ざわついた店内で2人っきりも何もないんだけど、動揺した私はとりあえずストローをくわえる。


な、何を話せばいいんだろ?

とりあえず、お礼?

「あっ、ありがと」

「知ってた?」

「え?」

神林くんが急に楽しそうな声で言うから、思わず顔を上げると、目が合った。

「園部。

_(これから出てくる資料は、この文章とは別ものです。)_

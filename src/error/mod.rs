//! 错误处理模块
//!
//! 提供统一的错误类型、错误代码分类以及与 gRPC Status 的转换

pub mod code;
pub mod flare_error;
pub mod grpc;

pub use code::ErrorCode;
pub use flare_error::{FlareError, Result};

/// 将基础设施错误转换为 `FlareError`
pub fn map_infra_error<E, S>(error: E, code: ErrorCode, message: S) -> FlareError
where
    E: std::fmt::Display,
    S: Into<String>,
{
    FlareError::localized(code, message).with_details(error.to_string())
}

/// `Result` 的辅助扩展，用于快速转换为统一的错误类型
pub trait ResultExt<T> {
    fn into_flare<S>(self, code: ErrorCode, message: S) -> Result<T>
    where
        S: Into<String>;
}

impl<T, E> ResultExt<T> for std::result::Result<T, E>
where
    E: std::fmt::Display,
{
    fn into_flare<S>(self, code: ErrorCode, message: S) -> Result<T>
    where
        S: Into<String>,
    {
        self.map_err(|err| map_infra_error(err, code, message))
    }
}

小野のこと好きらしくてさ」

「えっ?」


園部さんが、小野くんのこと?


「だから委員に小野が立候補した後、すぐ立候補したんじゃないかな」


へぇぇぇぇぇ!


「あっ、それで、今も……」

「そ。一緒に帰りたかったんじゃない? 園部が慌てて立つから、面白くってさあ」

「でも、あの2人、おんなじ中学だったって言ってたよね? じゃあ、ずっと?」

「んー俺も気付いたの最近だからよく知らない。ってか、実は俺ひとりの憶測。でもたぶん間違ってないと思う」


よく見てるんだなぁ……わたし、全然そんなこと気が付かなかった。

って、そんなにたくさん話したことなかったから当たり前だけど。


「あっ、コレ、誰にも言うなよ? いや、ずっと誰かに話したかったんだけどさ……笠原だから話したんだからな?」

「へっ?」


一瞬、心臓がばくん、ってした。